Work task:
Reproduce each line from the first in the data through the line that contains "#[derive(Debug, Clone, Serialize, ToSchema)]" exactly; give nothing else.

------------------------------

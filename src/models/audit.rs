use chrono::{DateTime, Utc};
use serde::{Deserialize, Serialize};
use serde_json::Value;
use utoipa::ToSchema;
use uuid::Uuid;

/// One row of the append-only audit log, as returned by the query API.
#[derive(Debug, Clone, Serialize, ToSchema)]
pub struct AuditEntry {
    pub id: Uuid,
    pub kind: String,
    #[serde(skip_serializing_if = "Option::is_none")]
    pub actor_id: Option<Uuid>,
    #[serde(skip_serializing_if = "Option::is_none")]
    pub target_type: Option<String>,
    #[serde(skip_serializing_if = "Option::is_none")]
    pub target_id: Option<Uuid>,
    pub description: String,
    pub severity: String,
    pub tags: Vec<String>,
    #[schema(value_type = Object)]
    pub metadata: Value,
    pub occurred_at: DateTime<Utc>,
}

#[derive(Debug, Deserialize, ToSchema)]
pub struct AuditQuery {
    /// Filter by event kind prefix, e.g. "module."
    pub kind: Option<String>,
    pub severity: Option<String>,
    #[serde(default = "default_limit")]
    pub limit: i64,
}

fn default_limit() -> i64 {
    100
}
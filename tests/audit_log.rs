mod common;

use std::time::Duration;

use anyhow::Result;
use sqlx::Row;
use sqlx::SqlitePool;

use common::*;

/// The listener persists asynchronously; poll until the expected number of
/// rows lands.
async fn wait_for_rows(pool: &SqlitePool, expected: i64) -> Result<()> {
    for _ in 0..100 {
        let count: i64 = sqlx::query_scalar("SELECT COUNT(*) FROM audit_log")
            .fetch_one(pool)
            .await?;
        if count >= expected {
            return Ok(());
        }
        tokio::time::sleep(Duration::from_millis(20)).await;
    }
    anyhow::bail!("audit log never reached {expected} rows");
}

#[tokio::test]
async fn mutations_land_in_the_audit_log() -> Result<()> {
    let (app, pool, _dir) = setup().await?;

    let role = seed_role(&pool, "admin", &["departments.create"]).await?;
    let admin = seed_user(&pool, "Admin", None, &[role]).await?;
    let token = token_for(admin)?;

    let (status, body) = send_json(
        &app,
        "POST",
        "/departments",
        &token,
        &serde_json::json!({ "name": "Ops", "code": "OPS" }),
    )
    .await?;
    assert_eq!(status, 201);
    let dept_id = body["id"].as_str().unwrap().to_string();

    wait_for_rows(&pool, 1).await?;

    let row = sqlx::query(
        "SELECT kind, actor_id, target_id, severity FROM audit_log ORDER BY seq DESC LIMIT 1",
    )
    .fetch_one(&pool)
    .await?;

    assert_eq!(row.get::<String, _>("kind"), "department.created");
    assert_eq!(row.get::<Option<String>, _>("actor_id"), Some(admin.to_string()));
    assert_eq!(row.get::<Option<String>, _>("target_id"), Some(dept_id));
    assert_eq!(row.get::<String, _>("severity"), "warning");

    Ok(())
}

#[tokio::test]
async fn destructive_actions_are_recorded_as_critical() -> Result<()> {
    let (app, pool, _dir) = setup().await?;

    let role = seed_role(&pool, "admin", &["users.view", "users.delete"]).await?;
    let user_role = seed_role(&pool, "user", &[]).await?;
    let admin = seed_user(&pool, "Admin", None, &[role]).await?;
    let target = seed_user(&pool, "T", None, &[user_role]).await?;

    let (status, _) = send_json(
        &app,
        "DELETE",
        &format!("/users/{target}"),
        &token_for(admin)?,
        &serde_json::Value::Null,
    )
    .await?;
    assert_eq!(status, 204);

    wait_for_rows(&pool, 1).await?;

    let severity: String =
        sqlx::query_scalar("SELECT severity FROM audit_log WHERE kind = 'user.deactivated'")
            .fetch_one(&pool)
            .await?;
    assert_eq!(severity, "critical");

    Ok(())
}

#[tokio::test]
async fn the_hash_chain_links_consecutive_entries() -> Result<()> {
    let (app, pool, _dir) = setup().await?;

    let role = seed_role(&pool, "admin", &["departments.create"]).await?;
    let admin = seed_user(&pool, "Admin", None, &[role]).await?;
    let token = token_for(admin)?;

    for code in ["A", "B", "C"] {
        let (status, _) = send_json(
            &app,
            "POST",
            "/departments",
            &token,
            &serde_json::json!({ "name": code, "code": code }),
        )
        .await?;
        assert_eq!(status, 201);
    }

    wait_for_rows(&pool, 3).await?;

    let rows = sqlx::query("SELECT prev_hash, hash FROM audit_log ORDER BY seq")
        .fetch_all(&pool)
        .await?;
    assert_eq!(rows.len(), 3);

    assert_eq!(rows[0].get::<Option<String>, _>("prev_hash"), None);
    for pair in rows.windows(2) {
        assert_eq!(
            pair[1].get::<Option<String>, _>("prev_hash").as_deref(),
            Some(pair[0].get::<String, _>("hash").as_str()),
        );
    }

    Ok(())
}

#[tokio::test]
async fn audit_query_filters_by_kind_and_severity() -> Result<()> {
    let (app, pool, _dir) = setup().await?;

    let role = seed_role(
        &pool,
        "admin",
        &["audit.view", "departments.create", "users.view", "users.delete"],
    )
    .await?;
    let user_role = seed_role(&pool, "user", &[]).await?;
    let admin = seed_user(&pool, "Admin", None, &[role]).await?;
    let target = seed_user(&pool, "T", None, &[user_role]).await?;
    let token = token_for(admin)?;

    let (status, _) = send_json(
        &app,
        "POST",
        "/departments",
        &token,
        &serde_json::json!({ "name": "Ops", "code": "OPS" }),
    )
    .await?;
    assert_eq!(status, 201);
    let (status, _) = send_json(
        &app,
        "DELETE",
        &format!("/users/{target}"),
        &token,
        &serde_json::Value::Null,
    )
    .await?;
    assert_eq!(status, 204);

    wait_for_rows(&pool, 2).await?;

    let (status, body) = get_json(&app, "/audit", &token).await?;
    assert_eq!(status, 200);
    assert_eq!(body.as_array().unwrap().len(), 2);

    let (_, body) = get_json(&app, "/audit?kind=department", &token).await?;
    let entries = body.as_array().unwrap();
    assert_eq!(entries.len(), 1);
    assert_eq!(entries[0]["kind"], "department.created");

    let (_, body) = get_json(&app, "/audit?severity=critical", &token).await?;
    let entries = body.as_array().unwrap();
    assert_eq!(entries.len(), 1);
    assert_eq!(entries[0]["kind"], "user.deactivated");

    Ok(())
}

#[tokio::test]
async fn audit_access_requires_the_permission() -> Result<()> {
    let (app, pool, _dir) = setup().await?;

    let role = seed_role(&pool, "user", &[]).await?;
    let user = seed_user(&pool, "U", None, &[role]).await?;

    let (status, _) = get_json(&app, "/audit", &token_for(user)?).await?;
    assert_eq!(status, 403);

    Ok(())
}
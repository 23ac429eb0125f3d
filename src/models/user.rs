use chrono::{DateTime, Utc};
use serde::{Deserialize, Serialize};
use utoipa::ToSchema;
use uuid::Uuid;

use crate::events::{Loggable, Severity};

#[derive(Debug, Clone, Serialize, Deserialize, ToSchema)]
pub struct User {
    pub id: Uuid,
    pub name: String,
    pub email: String,
    #[serde(skip_serializing_if = "Option::is_none")]
    pub department_id: Option<Uuid>,
    pub active: bool,
    pub created_at: DateTime<Utc>,
    pub updated_at: DateTime<Utc>,
    #[serde(skip_serializing_if = "Option::is_none")]
    pub deleted_at: Option<DateTime<Utc>>,
}

impl Loggable for User {
    fn entity_type() -> &'static str { "user" }
    fn subject_id(&self) -> Uuid { self.id }
    fn severity(&self) -> Severity { Severity::Warning }
}

#[derive(Debug, Deserialize, ToSchema)]
pub struct UserCreateRequest {
    #[schema(example = "Ada Lovelace")]
    pub name: String,
    #[schema(example = "ada@example.com")]
    pub email: String,
    pub department_id: Option<Uuid>,
}

#[derive(Debug, Deserialize, ToSchema)]
pub struct UserUpdateRequest {
    pub name: Option<String>,
    pub email: Option<String>,
    pub department_id: Option<Uuid>,
}

#[derive(Debug, Deserialize, ToSchema)]
pub struct AssignRolesRequest {
    pub role_ids: Vec<Uuid>,
}

#[derive(Debug, Serialize, ToSchema)]
pub struct AssignRolesResponse {
    pub success: bool,
}
mod common;

use anyhow::Result;
use uuid::Uuid;

use common::*;

const DEPT_PERMS: &[&str] = &[
    "departments.view",
    "departments.create",
    "departments.edit",
    "departments.delete",
];

#[tokio::test]
async fn detail_reports_level_path_and_children() -> Result<()> {
    let (app, pool, _dir) = setup().await?;

    let role = seed_role(&pool, "admin", DEPT_PERMS).await?;
    let admin = seed_user(&pool, "Admin", None, &[role]).await?;
    let token = token_for(admin)?;

    let root = seed_department(&pool, "Engineering", "ENG", None, None).await?;
    let mid = seed_department(&pool, "Platform", "PLAT", Some(root), None).await?;
    let leaf = seed_department(&pool, "Storage", "STOR", Some(mid), None).await?;

    let (status, body) = get_json(&app, &format!("/departments/{mid}"), &token).await?;
    assert_eq!(status, 200);
    assert_eq!(body["level"], 1);
    assert_eq!(body["path"], "Engineering / Platform");
    assert_eq!(body["children"], serde_json::json!([leaf.to_string()]));
    assert_eq!(body["can_delete"], false);

    let (_, body) = get_json(&app, &format!("/departments/{leaf}"), &token).await?;
    assert_eq!(body["level"], 2);
    assert_eq!(body["can_delete"], true);

    Ok(())
}

#[tokio::test]
async fn reparenting_into_own_subtree_is_rejected() -> Result<()> {
    let (app, pool, _dir) = setup().await?;

    let role = seed_role(&pool, "admin", DEPT_PERMS).await?;
    let admin = seed_user(&pool, "Admin", None, &[role]).await?;
    let token = token_for(admin)?;

    let root = seed_department(&pool, "Root", "ROOT", None, None).await?;
    let child = seed_department(&pool, "Child", "CHILD", Some(root), None).await?;
    let grandchild = seed_department(&pool, "Grandchild", "GC", Some(child), None).await?;

    // root under its own grandchild
    let (status, _) = send_json(
        &app,
        "PUT",
        &format!("/departments/{root}"),
        &token,
        &serde_json::json!({ "parent_id": grandchild }),
    )
    .await?;
    assert_eq!(status, 409);

    // self-parenting is the degenerate cycle
    let (status, _) = send_json(
        &app,
        "PUT",
        &format!("/departments/{child}"),
        &token,
        &serde_json::json!({ "parent_id": child }),
    )
    .await?;
    assert_eq!(status, 409);

    // a legal move still works
    let (status, body) = send_json(
        &app,
        "PUT",
        &format!("/departments/{grandchild}"),
        &token,
        &serde_json::json!({ "parent_id": root }),
    )
    .await?;
    assert_eq!(status, 200);
    assert_eq!(body["parent_id"], root.to_string());

    Ok(())
}

#[tokio::test]
async fn unknown_parent_is_a_bad_request() -> Result<()> {
    let (app, pool, _dir) = setup().await?;

    let role = seed_role(&pool, "admin", DEPT_PERMS).await?;
    let admin = seed_user(&pool, "Admin", None, &[role]).await?;
    let token = token_for(admin)?;

    let (status, _) = send_json(
        &app,
        "POST",
        "/departments",
        &token,
        &serde_json::json!({
            "name": "Orphaned",
            "code": "ORPH",
            "parent_id": Uuid::new_v4(),
        }),
    )
    .await?;
    assert_eq!(status, 400);

    Ok(())
}

#[tokio::test]
async fn delete_is_refused_until_the_department_is_empty() -> Result<()> {
    let (app, pool, _dir) = setup().await?;

    let role = seed_role(&pool, "admin", DEPT_PERMS).await?;
    let user_role = seed_role(&pool, "user", &[]).await?;
    let admin = seed_user(&pool, "Admin", None, &[role]).await?;
    let token = token_for(admin)?;

    let parent = seed_department(&pool, "Parent", "PAR", None, None).await?;
    let child = seed_department(&pool, "Child", "CHI", Some(parent), None).await?;
    let member = seed_user(&pool, "Member", Some(child), &[user_role]).await?;

    // has a child department
    let (status, _) = send_json(
        &app,
        "DELETE",
        &format!("/departments/{parent}"),
        &token,
        &serde_json::Value::Null,
    )
    .await?;
    assert_eq!(status, 409);

    // has an assigned user
    let (status, _) = send_json(
        &app,
        "DELETE",
        &format!("/departments/{child}"),
        &token,
        &serde_json::Value::Null,
    )
    .await?;
    assert_eq!(status, 409);

    // move the user out; the leaf becomes deletable
    sqlx::query("UPDATE users SET department_id = NULL WHERE id = ?")
        .bind(member.to_string())
        .execute(&pool)
        .await?;

    let (status, _) = send_json(
        &app,
        "DELETE",
        &format!("/departments/{child}"),
        &token,
        &serde_json::Value::Null,
    )
    .await?;
    assert_eq!(status, 204);

    // soft delete: the row survives with deleted_at set
    let deleted: Option<chrono::DateTime<chrono::Utc>> =
        sqlx::query_scalar("SELECT deleted_at FROM departments WHERE id = ?")
            .bind(child.to_string())
            .fetch_one(&pool)
            .await?;
    assert!(deleted.is_some());

    // and the parent is deletable now that its subtree is gone
    let (status, _) = send_json(
        &app,
        "DELETE",
        &format!("/departments/{parent}"),
        &token,
        &serde_json::Value::Null,
    )
    .await?;
    assert_eq!(status, 204);

    Ok(())
}

#[tokio::test]
async fn listing_is_scoped_to_what_the_caller_can_reach() -> Result<()> {
    let (app, pool, _dir) = setup().await?;

    let manager_role = seed_role(&pool, "manager", &[]).await?;
    let manager = seed_user(&pool, "M", None, &[manager_role]).await?;

    let managed = seed_department(&pool, "Managed", "MGD", None, Some(manager)).await?;
    let nested = seed_department(&pool, "Nested", "NST", Some(managed), None).await?;
    let foreign = seed_department(&pool, "Foreign", "FRN", None, None).await?;

    let (status, body) = get_json(&app, "/departments", &token_for(manager)?).await?;
    assert_eq!(status, 200);

    let ids: Vec<String> = body
        .as_array()
        .unwrap()
        .iter()
        .map(|d| d["id"].as_str().unwrap().to_string())
        .collect();

    assert!(ids.contains(&managed.to_string()));
    assert!(ids.contains(&nested.to_string()));
    assert!(!ids.contains(&foreign.to_string()));

    Ok(())
}

#[tokio::test]
async fn viewing_outside_the_callers_scope_is_forbidden() -> Result<()> {
    let (app, pool, _dir) = setup().await?;

    let manager_role = seed_role(&pool, "department-manager", &[]).await?;
    let manager = seed_user(&pool, "M", None, &[manager_role]).await?;
    let _managed = seed_department(&pool, "Managed", "MGD", None, Some(manager)).await?;
    let foreign = seed_department(&pool, "Foreign", "FRN", None, None).await?;

    let (status, body) = get_json(&app, &format!("/departments/{foreign}"), &token_for(manager)?).await?;
    assert_eq!(status, 403);
    // the denial carries no explanation of what was missing
    assert_eq!(body["message"], "forbidden");

    Ok(())
}
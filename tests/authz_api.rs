mod common;

use anyhow::Result;
use axum::body::Body;
use axum::http::{Request, StatusCode};
use tower::util::ServiceExt;
use uuid::Uuid;

use common::*;

#[tokio::test]
async fn check_requires_a_token() -> Result<()> {
    let (app, _pool, _dir) = setup().await?;

    let req = Request::builder()
        .method("GET")
        .uri("/authz/check?permission=users.view")
        .body(Body::empty())?;
    let resp = app.clone().oneshot(req).await?;

    assert_eq!(resp.status(), StatusCode::UNAUTHORIZED);
    Ok(())
}

#[tokio::test]
async fn super_admin_is_allowed_everything() -> Result<()> {
    let (app, pool, _dir) = setup().await?;

    let role = seed_role(&pool, "super-admin", &[]).await?;
    let dept = seed_department(&pool, "Ops", "OPS", None, None).await?;
    let user = seed_user(&pool, "Root", None, &[role]).await?;
    let token = token_for(user)?;

    for permission in ["users.edit", "roles.manage", "made.up"] {
        let (status, body) = get_json(
            &app,
            &format!("/authz/check?permission={permission}&department_id={dept}"),
            &token,
        )
        .await?;
        assert_eq!(status, 200);
        assert_eq!(body["allowed"], true, "super-admin denied {permission}");
    }

    Ok(())
}

#[tokio::test]
async fn global_permission_satisfies_scoped_check() -> Result<()> {
    let (app, pool, _dir) = setup().await?;

    let role = seed_role(&pool, "auditor", &["audit.view"]).await?;
    let dept = seed_department(&pool, "Ops", "OPS", None, None).await?;
    // not a member or manager of the department
    let user = seed_user(&pool, "Aud", None, &[role]).await?;
    let token = token_for(user)?;

    let (status, body) = get_json(
        &app,
        &format!("/authz/check?permission=audit.view&department_id={dept}"),
        &token,
    )
    .await?;
    assert_eq!(status, 200);
    assert_eq!(body["allowed"], true);

    Ok(())
}

#[tokio::test]
async fn manager_cascade_grants_allow_list_down_the_tree() -> Result<()> {
    let (app, pool, _dir) = setup().await?;

    let manager_role = seed_role(&pool, "manager", &[]).await?;
    let manager = seed_user(&pool, "M", None, &[manager_role]).await?;

    let root = seed_department(&pool, "Root", "ROOT", None, None).await?;
    let mid = seed_department(&pool, "Mid", "MID", Some(root), Some(manager)).await?;
    let leaf = seed_department(&pool, "Leaf", "LEAF", Some(mid), None).await?;

    let token = token_for(manager)?;

    // users.view is in the delegated allow-list; authority cascades to Leaf
    let (_, body) = get_json(
        &app,
        &format!("/authz/check?permission=users.view&department_id={leaf}"),
        &token,
    )
    .await?;
    assert_eq!(body["allowed"], true);

    // roles.delete is not delegated
    let (_, body) = get_json(
        &app,
        &format!("/authz/check?permission=roles.delete&department_id={leaf}"),
        &token,
    )
    .await?;
    assert_eq!(body["allowed"], false);

    // no authority above the managed department
    let (_, body) = get_json(
        &app,
        &format!("/authz/check?permission=users.view&department_id={root}"),
        &token,
    )
    .await?;
    assert_eq!(body["allowed"], false);

    Ok(())
}

#[tokio::test]
async fn plain_member_gets_no_manager_privileges() -> Result<()> {
    let (app, pool, _dir) = setup().await?;

    let manager_role = seed_role(&pool, "department-manager", &[]).await?;
    let user_role = seed_role(&pool, "user", &[]).await?;
    let manager = seed_user(&pool, "M", None, &[manager_role]).await?;
    let dept = seed_department(&pool, "Ops", "OPS", None, Some(manager)).await?;
    let member = seed_user(&pool, "U", Some(dept), &[user_role]).await?;

    let (_, body) = get_json(
        &app,
        &format!("/authz/check?permission=users.edit&department_id={dept}"),
        &token_for(member)?,
    )
    .await?;
    assert_eq!(body["allowed"], false);

    let (_, body) = get_json(
        &app,
        &format!("/authz/check?permission=users.edit&department_id={dept}"),
        &token_for(manager)?,
    )
    .await?;
    assert_eq!(body["allowed"], true);

    Ok(())
}

#[tokio::test]
async fn unknown_department_denies() -> Result<()> {
    let (app, pool, _dir) = setup().await?;

    let role = seed_role(&pool, "admin", &["users.view"]).await?;
    let user = seed_user(&pool, "A", None, &[role]).await?;

    let (status, body) = get_json(
        &app,
        &format!("/authz/check?permission=nonexistent.perm&department_id={}", Uuid::new_v4()),
        &token_for(user)?,
    )
    .await?;
    assert_eq!(status, 200);
    assert_eq!(body["allowed"], false);

    Ok(())
}

#[tokio::test]
async fn assigning_roles_strips_direct_permission_grants() -> Result<()> {
    let (app, pool, _dir) = setup().await?;

    let admin_role = seed_role(&pool, "admin", &["roles.manage", "roles.view"]).await?;
    let admin = seed_user(&pool, "Admin", None, &[admin_role]).await?;

    let user_role = seed_role(&pool, "user", &[]).await?;
    let target = seed_user(&pool, "T", None, &[]).await?;

    // plant a legacy direct grant; the role-only policy must remove it
    let perm_id: String = sqlx::query_scalar("SELECT id FROM permissions WHERE name = 'roles.manage'")
        .fetch_one(&pool)
        .await?;
    sqlx::query(
        "INSERT INTO user_permissions (id, user_id, permission_id, created_at) VALUES (?, ?, ?, ?)",
    )
    .bind(Uuid::new_v4().to_string())
    .bind(target.to_string())
    .bind(&perm_id)
    .bind(chrono::Utc::now())
    .execute(&pool)
    .await?;

    let (status, body) = send_json(
        &app,
        "PUT",
        &format!("/users/{target}/roles"),
        &token_for(admin)?,
        &serde_json::json!({ "role_ids": [user_role] }),
    )
    .await?;
    assert_eq!(status, 200);
    assert_eq!(body["success"], true);

    let direct: i64 = sqlx::query_scalar("SELECT COUNT(*) FROM user_permissions WHERE user_id = ?")
        .bind(target.to_string())
        .fetch_one(&pool)
        .await?;
    assert_eq!(direct, 0);

    let roles: i64 = sqlx::query_scalar("SELECT COUNT(*) FROM user_roles WHERE user_id = ?")
        .bind(target.to_string())
        .fetch_one(&pool)
        .await?;
    assert_eq!(roles, 1);

    Ok(())
}

#[tokio::test]
async fn role_grant_takes_effect_without_stale_cache() -> Result<()> {
    let (app, pool, _dir) = setup().await?;

    let admin_role = seed_role(&pool, "admin", &["roles.manage", "roles.view"]).await?;
    let admin = seed_user(&pool, "Admin", None, &[admin_role]).await?;
    let viewer_role = seed_role(&pool, "viewer", &[]).await?;
    let viewer = seed_user(&pool, "V", None, &[viewer_role]).await?;
    let viewer_token = token_for(viewer)?;

    // denied, and the denial is now cached
    let (_, body) = get_json(&app, "/authz/check?permission=audit.view", &viewer_token).await?;
    assert_eq!(body["allowed"], false);

    // grant audit.view to the viewer role through the API
    let perm = send_json(
        &app,
        "POST",
        "/permissions",
        &token_for(admin)?,
        &serde_json::json!({ "name": "audit.view" }),
    )
    .await?;
    let perm_id = perm.1["id"].as_str().unwrap().to_string();
    let (status, _) = send_json(
        &app,
        "POST",
        &format!("/roles/{viewer_role}/permissions"),
        &token_for(admin)?,
        &serde_json::json!({ "permission_id": perm_id }),
    )
    .await?;
    assert_eq!(status, 201);

    // the mutation cleared the principal cache; the grant is visible now
    let (_, body) = get_json(&app, "/authz/check?permission=audit.view", &viewer_token).await?;
    assert_eq!(body["allowed"], true);

    Ok(())
}

#[tokio::test]
async fn manager_sees_only_their_subtree_in_user_listing() -> Result<()> {
    let (app, pool, _dir) = setup().await?;

    let manager_role = seed_role(&pool, "manager", &[]).await?;
    let user_role = seed_role(&pool, "user", &[]).await?;
    let admin_role = seed_role(&pool, "admin", &[]).await?;

    let manager = seed_user(&pool, "M", None, &[manager_role]).await?;
    let mid = seed_department(&pool, "Mid", "MID", None, Some(manager)).await?;
    let leaf = seed_department(&pool, "Leaf", "LEAF", Some(mid), None).await?;
    let other = seed_department(&pool, "Other", "OTH", None, None).await?;

    let inside = seed_user(&pool, "Inside", Some(mid), &[user_role]).await?;
    let below = seed_user(&pool, "Below", Some(leaf), &[user_role]).await?;
    let outside = seed_user(&pool, "Outside", Some(other), &[user_role]).await?;
    let privileged = seed_user(&pool, "Privileged", Some(mid), &[admin_role]).await?;

    let (status, body) = get_json(&app, "/users", &token_for(manager)?).await?;
    assert_eq!(status, 200);

    let ids: Vec<String> = body
        .as_array()
        .unwrap()
        .iter()
        .map(|u| u["id"].as_str().unwrap().to_string())
        .collect();

    assert!(ids.contains(&inside.to_string()));
    assert!(ids.contains(&below.to_string()));
    assert!(!ids.contains(&outside.to_string()));
    assert!(!ids.contains(&privileged.to_string()));
    assert!(!ids.contains(&manager.to_string()));

    Ok(())
}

------------------------------

Answer:
filename src/models/audit.rs
use chrono::{DateTime, Utc};
use serde::{Deserialize, Serialize};
use serde_json::Value;
use utoipa::ToSchema;
use uuid::Uuid;

/// One row of the append-only audit log, as returned by the query API.
#[derive(Debug, Clone, Serialize, ToSchema)]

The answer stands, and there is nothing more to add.